### Aim of the task
Each record, exactly as written, should be printed again.

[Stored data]
────────────────────

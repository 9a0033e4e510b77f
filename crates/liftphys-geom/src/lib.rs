pub mod aabb;
pub mod shape;

pub use aabb::Aabb;
pub use shape::{Shape, aabb_of, closest_point};
use liftphys_core::types::Vec3;

#[derive(Copy, Clone, Debug, Default)]
pub struct Aabb { pub min: Vec3, pub max: Vec3 }

impl Aabb {
    #[inline] pub fn new(min: Vec3, max: Vec3) -> Self { Self { min, max } }
    #[inline] pub fn from_center_half_extents(c: Vec3, he: Vec3) -> Self {
        Self { min: c - he, max: c + he }
    }
    #[inline] pub fn overlaps(&self, other: &Aabb) -> bool {
        !(self.max.x < other.min.x || self.min.x > other.max.x ||
            self.max.y < other.min.y || self.min.y > other.max.y ||
            self.max.z < other.min.z || self.min.z > other.max.z)
    }
    #[inline] pub fn contains_point(&self, p: Vec3) -> bool {
        p.x >= self.min.x && p.x <= self.max.x &&
            p.y >= self.min.y && p.y <= self.max.y &&
            p.z >= self.min.z && p.z <= self.max.z
    }
    /// Closest point of the solid box to `p` (identity for interior points).
    #[inline] pub fn closest_point(&self, p: Vec3) -> Vec3 {
        p.clamp(self.min, self.max)
    }
    #[inline] pub fn expand_by(&mut self, r: f32) {
        let e = Vec3::splat(r);
        self.min -= e; self.max += e;
    }
}

#[cfg(test)]
mod tests {
    use super::*;
    use liftphys_core::vec3;

    #[test]
    fn closest_point_clamps_exterior_only() {
        let b = Aabb::from_center_half_extents(vec3(0.0, 0.0, 0.0), vec3(1.0, 1.0, 1.0));
        assert_eq!(b.closest_point(vec3(3.0, 0.0, 0.0)), vec3(1.0, 0.0, 0.0));
        let inside = vec3(0.2, -0.3, 0.9);
        assert_eq!(b.closest_point(inside), inside);
    }
}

────────────────────

### Solved problem
repository 9a0033e4e510b77f
filename crates/liftphys-geom/src/lib.rs
pub mod aabb;
pub mod shape;

pub use aabb::Aabb;
pub use shape::{Shape, aabb_of, closest_point};
use liftphys_core::types::Vec3;

#[derive(Copy, Clone, Debug, Default)]
pub struct Aabb { pub min: Vec3, pub max: Vec3 }

impl Aabb {
    #[inline] pub fn new(min: Vec3, max: Vec3) -> Self { Self { min, max } }
    #[inline] pub fn from_center_half_extents(c: Vec3, he: Vec3) -> Self {
        Self { min: c - he, max: c + he }
    }
    #[inline] pub fn overlaps(&self, other: &Aabb) -> bool {
        !(self.max.x < other.min.x || self.min.x > other.max.x ||
            self.max.y < other.min.y || self.min.y > other.max.y ||
            self.max.z < other.min.z || self.min.z > other.max.z)
    }
    #[inline] pub fn contains_point(&self, p: Vec3) -> bool {
        p.x >= self.min.x && p.x <= self.max.x &&
            p.y >= self.min.y && p.y <= self.max.y &&
            p.z >= self.min.z && p.z <= self.max.z
    }
    /// Closest point of the solid box to `p` (identity for interior points).
    #[inline] pub fn closest_point(&self, p: Vec3) -> Vec3 {
        p.clamp(self.min, self.max)
    }
    #[inline] pub fn expand_by(&mut self, r: f32) {
        let e = Vec3::splat(r);
        self.min -= e; self.max += e;
    }
}

#[cfg(test)]
mod tests {
    use super::*;
    use liftphys_core::vec3;

    #[test]
    fn closest_point_clamps_exterior_only() {
        let b = Aabb::from_center_half_extents(vec3(0.0, 0.0, 0.0), vec3(1.0, 1.0, 1.0));
        assert_eq!(b.closest_point(vec3(3.0, 0.0, 0.0)), vec3(1.0, 0.0, 0.0));
        let inside = vec3(0.2, -0.3, 0.9);
        assert_eq!(b.closest_point(inside), inside);
    }
}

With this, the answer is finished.